Purpleflower09's picture

You love your husband...have you tried counselling? going out for a coffee just you and him having a heart to heart? DOn't go by everything we say...there are alot of people out there who have wonderful blended families. It's not over until the fat lady sings..and I don't hear her singing for you yet. Give it a good fighting chance...your DH and you deserve it. Remember, you and your DH are a team, not enimies.
Purpleflower

AlexandraL's picture

I am asking myself the same question. I am already in it and am not sure I can do this or want to do it. I was married and have kids and I think a blended family is a hundred times more difficult than a blended family.

Freedom2005's picture

I have had those moments... A lot of them! I care deeply for my BF AND his kids. Right now, I am going through a phase of, "I am so glad I am here for myself, my kids, my BF AND my SKIDS!"

Counseling has helped A LOT! I am lucky that my skids love me!

I would say it is more difficult with a blended family, but sometimes it is also more satisfying.

Immature love says: 'I love you because I need you.' Mature love says 'I need you because I love you.'
Erich Fromm

wicked step mother's picture

I am in the same place 4 counselors and one even told my DH to go home if he wasn't willing to do the work.You can't save this if you are not a team. Then she told me that it may not be possible to stay in this situation and remain healthy. So it is for you to decide to stay or go but I can say 100% I wouldn't do it again if I could go back in time! Good Luck!

now4teens's picture

ABSOLUTELY AGREE!

And counseling is in order if you are feeling this dispondant. For you, individually, or for you and your DH together. You need to try everything possible before deciding to call it quits.

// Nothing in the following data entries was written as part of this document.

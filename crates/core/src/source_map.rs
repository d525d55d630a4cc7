//! Position mapping between rewritten output and original input
//!
//! The rewriter prepends a prologue and splices replacements into the
//! original text. Downstream tooling still needs to address positions
//! in the original module, so the emitter records, for every byte range
//! of the output, where it came from.

use serde::{Deserialize, Serialize};

/// Origin of one output segment
#[derive(Debug, Clone, Copy, PartialEq, Eq, Serialize, Deserialize)]
pub enum SegmentOrigin {
    /// Content synthesized by the rewriter (prologue lines, replacement
    /// text)
    Synthesized,
    /// Content copied verbatim from the input, starting at this byte
    /// offset
    Original(usize),
}

/// One contiguous byte range of the output and where it came from
#[derive(Debug, Clone, Copy, PartialEq, Eq, Serialize, Deserialize)]
pub struct Segment {
    /// Output byte offset where the segment starts
    pub start: usize,
    /// Output byte offset one past the segment end
    pub end: usize,
    /// Where the segment's bytes originate
    pub origin: SegmentOrigin,
}

/// Mapping from output positions back to input positions
///
/// Segments are contiguous and cover the whole output: the emitter
/// appends them left to right as it builds the text.
#[derive(Debug, Clone, Default, Serialize, Deserialize)]
pub struct SourceMap {
    segments: Vec<Segment>,
}

impl SourceMap {
    pub fn new() -> Self {
        Self::default()
    }

    /// Append a segment of `len` output bytes with the given origin
    ///
    /// Zero-length segments are dropped.
    pub fn append(&mut self, len: usize, origin: SegmentOrigin) {
        if len == 0 {
            return;
        }
        let start = self.output_len();
        self.segments.push(Segment {
            start,
            end: start + len,
            origin,
        });
    }

    /// Total output length covered by the map
    pub fn output_len(&self) -> usize {
        self.segments.last().map(|s| s.end).unwrap_or(0)
    }

    pub fn segments(&self) -> &[Segment] {
        &self.segments
    }

    /// Trace an output byte offset back to its original byte offset
    ///
    /// Returns None for synthesized content and for offsets past the
    /// end of the output.
    pub fn original_position(&self, output_offset: usize) -> Option<usize> {
        let index = self
            .segments
            .partition_point(|s| s.end <= output_offset)
            .min(self.segments.len().checked_sub(1)?);
        let segment = &self.segments[index];
        if output_offset < segment.start || output_offset >= segment.end {
            return None;
        }
        match segment.origin {
            SegmentOrigin::Synthesized => None,
            SegmentOrigin::Original(start) => Some(start + (output_offset - segment.start)),
        }
    }
}

#[cfg(test)]
mod tests {
    use super::*;

    #[test]
    fn test_append_and_trace() {
        let mut map = SourceMap::new();
        map.append(10, SegmentOrigin::Synthesized);
        map.append(5, SegmentOrigin::Original(0));
        map.append(0, SegmentOrigin::Synthesized);
        map.append(5, SegmentOrigin::Original(20));

        assert_eq!(map.segments().len(), 3);
        assert_eq!(map.output_len(), 20);

        assert_eq!(map.original_position(0), None);
        assert_eq!(map.original_position(9), None);
        assert_eq!(map.original_position(10), Some(0));
        assert_eq!(map.original_position(14), Some(4));
        assert_eq!(map.original_position(15), Some(20));
        assert_eq!(map.original_position(19), Some(24));
        assert_eq!(map.original_position(20), None);
        assert_eq!(map.original_position(100), None);
    }

    #[test]
    fn test_empty_map() {
        let map = SourceMap::new();
        assert_eq!(map.output_len(), 0);
        assert_eq!(map.original_position(0), None);
    }
}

There are peaks and valleys to every relationship. There have been several times when I thought, "This is SOOOO over. We just can't make this work."

But with therapy and a lot of communication, I can now see a lifetime with my DH.

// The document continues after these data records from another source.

//! gqlinline - inline GraphQL codegen call sites ahead of the bundler

#![deny(warnings)]
#![cfg_attr(not(test), deny(clippy::unwrap_used))]
#![cfg_attr(not(test), deny(clippy::expect_used))]

use std::fs;
use std::path::PathBuf;

use anyhow::{Context, Result};
use clap::Parser;
use tracing::{debug, info};

use gqlinline::adapter::{load_artifact, transform_module, ModuleFilter};
use gqlinline_core::RewriteOptions;

#[derive(Parser)]
#[command(name = "gqlinline")]
#[command(about = "Inline GraphQL codegen call sites into precompiled artifact references")]
#[command(version)]
struct Cli {
    /// Modules to transform
    #[arg(required = true, value_name = "FILE")]
    files: Vec<PathBuf>,

    /// Artifact directory holding the generated document module
    #[arg(long, value_name = "DIR")]
    artifact_dir: String,

    /// JSON manifest mapping document names to precompiled documents;
    /// when given, documents are inlined instead of imported
    #[arg(long, value_name = "FILE")]
    manifest: Option<PathBuf>,

    /// Glob pattern of files to include (repeatable; default: **/*.ts, **/*.tsx)
    #[arg(long, value_name = "GLOB")]
    include: Vec<String>,

    /// Glob pattern of files to exclude (repeatable; default: **/node_modules/**)
    #[arg(long, value_name = "GLOB")]
    exclude: Vec<String>,

    /// Query-definition function name
    #[arg(long, default_value = "graphql")]
    definition_function: String,

    /// Fragment-binding function name
    #[arg(long, default_value = "useFragment")]
    binding_function: String,

    /// Rewrite files in place instead of printing to stdout
    #[arg(long)]
    write: bool,

    /// Verbose logging
    #[arg(short, long)]
    verbose: bool,
}

fn main() -> Result<()> {
    let cli = Cli::parse();

    init_logging(cli.verbose);

    let filter = ModuleFilter::new(&cli.include, &cli.exclude)?;
    let artifact = load_artifact(&cli.artifact_dir, cli.manifest.as_deref())?;
    let options = RewriteOptions {
        definition_function: cli.definition_function,
        binding_function: cli.binding_function,
    };

    let mut rewritten = 0usize;
    for path in &cli.files {
        if !filter.matches(path) {
            debug!(path = %path.display(), "filtered out");
            continue;
        }

        let source = fs::read_to_string(path)
            .context(format!("failed to read {}", path.display()))?;

        let Some(output) = transform_module(path, &source, &artifact, &options)? else {
            continue;
        };

        if cli.write {
            fs::write(path, &output.text)
                .context(format!("failed to write {}", path.display()))?;
            info!(path = %path.display(), "rewritten in place");
        } else {
            print!("{}", output.text);
        }
        rewritten += 1;
    }

    info!(rewritten, total = cli.files.len(), "done");
    Ok(())
}

/// Initialize logging system
fn init_logging(verbose: bool) {
    let level = if verbose { "debug" } else { "info" };

    tracing_subscriber::fmt()
        .with_env_filter(format!(
            "gqlinline={level},gqlinline_core={level},gqlinline_rewriter={level}"
        ))
        .init();
}
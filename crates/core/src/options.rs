//! Rewrite configuration
//!
//! The two call shapes the rewriter looks for are matched by bare
//! identifier name. Both names are configurable; the defaults follow
//! the conventional client-preset API (`graphql`, `useFragment`).

use serde::{Deserialize, Serialize};

fn default_definition_function() -> String {
    "graphql".to_string()
}

fn default_binding_function() -> String {
    "useFragment".to_string()
}

/// Configuration for one rewrite invocation
///
/// Matching is purely syntactic: a call matches when its callee is a
/// bare identifier equal to one of the configured names. Import
/// bindings are not resolved, so a local variable or function shadowing
/// a configured name is indistinguishable from the intended call. This
/// is a known limitation of name-based matching.
#[derive(Debug, Clone, Serialize, Deserialize)]
pub struct RewriteOptions {
    /// Name of the query-definition function (default: "graphql")
    #[serde(default = "default_definition_function")]
    pub definition_function: String,

    /// Name of the fragment-binding function (default: "useFragment")
    #[serde(default = "default_binding_function")]
    pub binding_function: String,
}

impl Default for RewriteOptions {
    fn default() -> Self {
        Self {
            definition_function: default_definition_function(),
            binding_function: default_binding_function(),
        }
    }
}
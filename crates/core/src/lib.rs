//! Core types for the gqlinline rewriter
//!
//! This crate provides the foundational abstractions shared by the
//! rewriter and the build-hook adapter:
//!
//! - **Options**: rewrite configuration with documented defaults
//! - **Artifact references**: deferred (module path) and immediate
//!   (in-memory document mapping) resolution forms
//! - **Source maps**: tracing rewritten output back to input positions
//! - **Error handling**: unified error types
//!

pub mod artifact;
pub mod error;
pub mod language;
pub mod options;
pub mod source_map;

// Re-export main types for convenience
pub use artifact::ArtifactReference;
pub use error::{Error, Result, ResultExt};
pub use language::SourceLanguage;
pub use options::RewriteOptions;
pub use source_map::{SegmentOrigin, SourceMap};

/// Version of the core library
pub const VERSION: &str = env!("CARGO_PKG_VERSION");
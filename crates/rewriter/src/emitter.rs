//! Rewrite planning and emission
//!
//! Turns matched call sites into span-keyed edits plus an import or
//! declaration prologue, then splices everything into the final text
//! while recording the source map.

use gqlinline_core::{ArtifactReference, Error, Result, SegmentOrigin, SourceMap};
use tracing::debug;

use crate::matcher::CallSite;

/// Prefix decorating every imported or declared artifact binding. The
/// canonical name already disambiguates by source name, so the prefix
/// alone keeps synthesized bindings out of the module's namespace.
const ALIAS_PREFIX: &str = "_transformed_";

/// Rewritten module text plus its position mapping
#[derive(Debug, Clone)]
pub struct RewriteOutput {
    pub text: String,
    pub source_map: SourceMap,
}

/// A planned replacement, keyed by the matched node's byte span
///
/// Spans are keyed rather than matched by text so that byte-identical
/// duplicate call sites each rewrite in place. They never overlap:
/// descent stops at a matched call, so no two recorded calls nest.
#[derive(Debug)]
struct Edit {
    start: usize,
    end: usize,
    replacement: String,
}

/// A (canonical name, alias) pair to resolve against the artifact, in
/// first-discovered order
#[derive(Debug)]
struct ImportRequest {
    canonical_name: String,
    alias: String,
}

/// Plan edits for every matched call site and emit the final text
pub fn emit(
    source: &str,
    sites: &[CallSite],
    artifact: &ArtifactReference,
) -> Result<RewriteOutput> {
    let mut edits = Vec::new();
    let mut imports: Vec<ImportRequest> = Vec::new();

    for site in sites {
        match site {
            CallSite::Definition(call) => {
                if !call.bound {
                    // Discarded result: drop the call, import nothing
                    debug!(call = %call.text, "removing unbound definition call");
                    edits.push(Edit {
                        start: call.span.start,
                        end: call.span.end,
                        replacement: String::new(),
                    });
                    continue;
                }

                let alias = format!("{ALIAS_PREFIX}{}", call.canonical_name);
                edits.push(Edit {
                    start: call.span.start,
                    end: call.span.end,
                    replacement: alias.clone(),
                });
                if !imports
                    .iter()
                    .any(|request| request.canonical_name == call.canonical_name)
                {
                    imports.push(ImportRequest {
                        canonical_name: call.canonical_name.clone(),
                        alias,
                    });
                }
            }
            CallSite::Binding(call) => {
                // Parenthesized so the surrounding expression's
                // precedence survives whatever shape the argument has
                edits.push(Edit {
                    start: call.span.start,
                    end: call.span.end,
                    replacement: format!("({})", call.value_text),
                });
            }
        }
    }

    let prologue = resolve_imports(&imports, artifact)?;
    Ok(splice(source, &prologue, edits))
}

/// Resolve import requests into the prologue prepended to the module
fn resolve_imports(imports: &[ImportRequest], artifact: &ArtifactReference) -> Result<String> {
    if imports.is_empty() {
        return Ok(String::new());
    }

    match artifact {
        ArtifactReference::Directory(directory) => {
            let items = imports
                .iter()
                .map(|request| format!("{} as {}", request.canonical_name, request.alias))
                .collect::<Vec<_>>()
                .join(", ");
            let module_path = ArtifactReference::document_module_path(directory);
            Ok(format!("import {{ {items} }} from '{module_path}'\n"))
        }
        ArtifactReference::Documents(documents) => {
            let mut prologue = String::new();
            for request in imports {
                let value = documents.get(&request.canonical_name).ok_or_else(|| {
                    Error::artifact_lookup(request.canonical_name.clone())
                })?;
                let json = serde_json::to_string(value).map_err(|e| {
                    Error::artifact_manifest(format!(
                        "failed to serialize document {}: {e}",
                        request.canonical_name
                    ))
                })?;
                prologue.push_str(&format!("const {} = {json}\n", request.alias));
            }
            Ok(prologue)
        }
    }
}

/// Apply the prologue and every edit against the original text,
/// recording where each output byte came from
fn splice(source: &str, prologue: &str, mut edits: Vec<Edit>) -> RewriteOutput {
    edits.sort_by_key(|edit| edit.start);

    let mut text = String::with_capacity(prologue.len() + source.len());
    let mut map = SourceMap::new();

    text.push_str(prologue);
    map.append(prologue.len(), SegmentOrigin::Synthesized);

    let mut cursor = 0;
    for edit in &edits {
        text.push_str(&source[cursor..edit.start]);
        map.append(edit.start - cursor, SegmentOrigin::Original(cursor));

        text.push_str(&edit.replacement);
        map.append(edit.replacement.len(), SegmentOrigin::Synthesized);

        cursor = edit.end;
    }
    text.push_str(&source[cursor..]);
    map.append(source.len() - cursor, SegmentOrigin::Original(cursor));

    RewriteOutput {
        text,
        source_map: map,
    }
}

"Of course things worked out nicely for Carol Brady...she had a live-in maid and Mike's first wife was DEAD!"

ChaiLatte's picture

I second that! When someone is able to love a child that isn't theirs as their own, that's wonderful. That doesn't happen in every situation though. You are dealing with personalities that may clash. You did not help shape the child's personality, and they may have been raised in a way you do not agree with. The child may resent you. The child may have a negative effect on your marriage. So many things factor in to why a person may not automatically, or ever love a child.

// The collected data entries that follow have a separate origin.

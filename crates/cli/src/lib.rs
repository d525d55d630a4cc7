//! gqlinline CLI - build-hook adapter for the rewriter
//!
//! The rewriter itself is a pure function; this crate supplies the glue
//! a build pipeline needs around it: deciding which modules to touch,
//! loading the artifact reference, and shuttling text in and out.

#![deny(warnings)]
#![cfg_attr(not(test), deny(clippy::unwrap_used))]
#![cfg_attr(not(test), deny(clippy::expect_used))]

pub mod adapter;

pub use adapter::{load_artifact, transform_module, ModuleFilter};
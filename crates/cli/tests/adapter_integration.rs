//! Adapter integration: filtering, manifest loading, file transforms

use std::fs;
use std::path::Path;

use gqlinline::adapter::{load_artifact, transform_module, ModuleFilter};
use gqlinline_core::{ArtifactReference, RewriteOptions};
use pretty_assertions::assert_eq;
use tempfile::TempDir;

const MODULE: &str = "const Q = graphql(`query Users { users { id } }`)\n";

#[test]
fn transforms_a_module_against_a_directory_artifact() {
    let dir = TempDir::new().expect("tempdir");
    let module_path = dir.path().join("users.ts");
    fs::write(&module_path, MODULE).expect("write module");

    let artifact = load_artifact("./src/__generated__", None).expect("load artifact");
    let source = fs::read_to_string(&module_path).expect("read module");
    let output = transform_module(
        &module_path,
        &source,
        &artifact,
        &RewriteOptions::default(),
    )
    .expect("transform")
    .expect("module should be rewritten");

    assert_eq!(
        output.text,
        "import { UsersDocument as _transformed_UsersDocument } from \
         './src/__generated__/graphql'\nconst Q = _transformed_UsersDocument\n"
    );
}

#[test]
fn manifest_switches_to_inline_documents() {
    let dir = TempDir::new().expect("tempdir");
    let manifest_path = dir.path().join("manifest.json");
    fs::write(
        &manifest_path,
        r#"{"UsersDocument":{"kind":"Document","definitions":[]}}"#,
    )
    .expect("write manifest");

    let artifact = load_artifact("./src/__generated__", Some(&manifest_path))
        .expect("load artifact");
    assert!(matches!(artifact, ArtifactReference::Documents(_)));

    let output = transform_module(
        Path::new("users.ts"),
        MODULE,
        &artifact,
        &RewriteOptions::default(),
    )
    .expect("transform")
    .expect("module should be rewritten");

    assert_eq!(
        output.text,
        "const _transformed_UsersDocument = {\"definitions\":[],\"kind\":\"Document\"}\n\
         const Q = _transformed_UsersDocument\n"
    );
}

#[test]
fn missing_manifest_entry_aborts() {
    let dir = TempDir::new().expect("tempdir");
    let manifest_path = dir.path().join("manifest.json");
    fs::write(&manifest_path, "{}").expect("write manifest");

    let artifact = load_artifact("./gen", Some(&manifest_path)).expect("load artifact");
    let err = transform_module(
        Path::new("users.ts"),
        MODULE,
        &artifact,
        &RewriteOptions::default(),
    )
    .expect_err("lookup should fail");
    assert!(err.to_string().contains("users.ts"));
}

#[test]
fn unreadable_manifest_is_fatal() {
    assert!(load_artifact("./gen", Some(Path::new("/no/such/manifest.json"))).is_err());

    let dir = TempDir::new().expect("tempdir");
    let manifest_path = dir.path().join("manifest.json");
    fs::write(&manifest_path, "not json").expect("write manifest");
    assert!(load_artifact("./gen", Some(&manifest_path)).is_err());
}

#[test]
fn filter_and_prefilter_gate_the_rewriter() {
    let filter = ModuleFilter::new(&[], &[]).expect("defaults");
    assert!(filter.matches(Path::new("src/pages/Users.tsx")));
    assert!(!filter.matches(Path::new("node_modules/pkg/index.ts")));

    // Custom function names flow through the pre-filter
    let options = RewriteOptions {
        definition_function: "gql".to_string(),
        binding_function: "unwrapFragment".to_string(),
    };
    let artifact = ArtifactReference::Directory("./gen".to_string());

    let skipped = transform_module(
        Path::new("a.ts"),
        "const Q = graphql(`query X { f }`)\n",
        &artifact,
        &options,
    )
    .expect("transform");
    assert!(skipped.is_none(), "default names are not configured here");

    let rewritten = transform_module(
        Path::new("a.ts"),
        "const Q = gql(`query X { f }`)\n",
        &artifact,
        &options,
    )
    .expect("transform")
    .expect("module should be rewritten");
    assert!(rewritten.text.contains("_transformed_XDocument"));
}
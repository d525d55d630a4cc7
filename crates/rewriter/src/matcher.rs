//! Call-site matching over the parsed program
//!
//! Walks the syntax tree depth-first in document order looking for the
//! two call shapes. Descent stops at a matched call: its whole text is
//! replaced as a unit, so children are never re-scanned for nested
//! matches.
//!
//! Matching is by bare callee identifier only. Import bindings are not
//! resolved (tree-sitter builds no symbol table), so a local shadowing
//! one of the configured names is matched all the same.

use gqlinline_core::RewriteOptions;
use tracing::debug;
use tree_sitter::Node;

use crate::document;

/// Byte span of a matched node in the original text
#[derive(Debug, Clone, Copy, PartialEq, Eq)]
pub struct Span {
    pub start: usize,
    pub end: usize,
}

impl Span {
    fn of(node: Node) -> Self {
        Self {
            start: node.start_byte(),
            end: node.end_byte(),
        }
    }
}

/// A query-definition call whose embedded document parsed successfully
#[derive(Debug, Clone)]
pub struct DefinitionCall {
    pub span: Span,
    /// Exact source text of the whole call
    pub text: String,
    /// `<Name>Document` or `<Name>FragmentDoc`, from the document's
    /// first definition
    pub canonical_name: String,
    /// Whether the call's result initializes a variable declaration
    /// somewhere up the ancestor chain
    pub bound: bool,
}

/// A fragment-binding call with at least two arguments
#[derive(Debug, Clone)]
pub struct BindingCall {
    pub span: Span,
    /// Exact source text of the whole call
    pub text: String,
    /// Exact source text of the second argument
    pub value_text: String,
}

/// One matched call site, in document order
#[derive(Debug, Clone)]
pub enum CallSite {
    Definition(DefinitionCall),
    Binding(BindingCall),
}

/// Collect every matched call site under `root`, in document order
pub fn match_call_sites(root: Node, source: &str, options: &RewriteOptions) -> Vec<CallSite> {
    let mut sites = Vec::new();
    visit(root, source, options, &mut sites);
    sites
}

fn visit(node: Node, source: &str, options: &RewriteOptions, sites: &mut Vec<CallSite>) {
    if let Some(site) = classify(node, source, options) {
        sites.push(site);
        return;
    }

    let mut cursor = node.walk();
    for child in node.children(&mut cursor) {
        visit(child, source, options, sites);
    }
}

fn classify(node: Node, source: &str, options: &RewriteOptions) -> Option<CallSite> {
    if node.kind() != "call_expression" {
        return None;
    }
    let callee = node.child_by_field_name("function")?;
    if callee.kind() != "identifier" {
        return None;
    }

    let callee_name = node_text(callee, source)?;
    if callee_name == options.definition_function {
        classify_definition(node, source).map(CallSite::Definition)
    } else if callee_name == options.binding_function {
        classify_binding(node, source).map(CallSite::Binding)
    } else {
        None
    }
}

fn classify_definition(node: Node, source: &str) -> Option<DefinitionCall> {
    // Tagged templates carry a template_string in the arguments field;
    // only plain calls qualify
    let args = node.child_by_field_name("arguments")?;
    if args.kind() != "arguments" {
        return None;
    }

    let first = argument(args, 0)?;
    if first.kind() != "template_string" || has_substitutions(first) {
        return None;
    }

    let contents = template_contents(first, source)?;
    if contents.is_empty() {
        return None;
    }

    let Some(canonical_name) = document::canonical_document_name(contents) else {
        debug!("skipping definition call with uninterpretable document");
        return None;
    };

    Some(DefinitionCall {
        span: Span::of(node),
        text: node_text(node, source)?.to_string(),
        canonical_name,
        bound: is_bound(node),
    })
}

fn classify_binding(node: Node, source: &str) -> Option<BindingCall> {
    let args = node.child_by_field_name("arguments")?;
    if args.kind() != "arguments" {
        return None;
    }

    // Calls with fewer than two arguments are left alone
    let second = argument(args, 1)?;

    Some(BindingCall {
        span: Span::of(node),
        text: node_text(node, source)?.to_string(),
        value_text: node_text(second, source)?.to_string(),
    })
}

fn node_text<'a>(node: Node, source: &'a str) -> Option<&'a str> {
    node.utf8_text(source.as_bytes()).ok()
}

/// Nth argument of an `arguments` node, skipping interleaved comments
fn argument(args: Node, index: usize) -> Option<Node> {
    let mut cursor = args.walk();
    let result = args
        .named_children(&mut cursor)
        .filter(|child| child.kind() != "comment")
        .nth(index);
    result
}

fn has_substitutions(template: Node) -> bool {
    let mut cursor = template.walk();
    let result = template
        .named_children(&mut cursor)
        .any(|child| child.kind() == "template_substitution");
    result
}

/// Raw template text between the backticks, uninterpreted
fn template_contents<'a>(template: Node, source: &'a str) -> Option<&'a str> {
    node_text(template, source)?
        .strip_prefix('`')?
        .strip_suffix('`')
}

fn is_bound(node: Node) -> bool {
    let mut current = node.parent();
    while let Some(ancestor) = current {
        if matches!(
            ancestor.kind(),
            "lexical_declaration" | "variable_declaration"
        ) {
            return true;
        }
        current = ancestor.parent();
    }
    false
}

I'm not sure what specific issues you are dealing with, but if you are going to continue in this situation, you and your SO need to have realistic expectations. This often doesn't happen, which is why you are reading about so many negative experiences here.

justwantpeace2's picture

I third that!!!!! Blum 3 There is no way you can love a kid because you love the dad or mom. I think that we all hoped that we could love the skid as our own and they would love us back, but it usually turns out bad because of all the variables that come with the step relationship.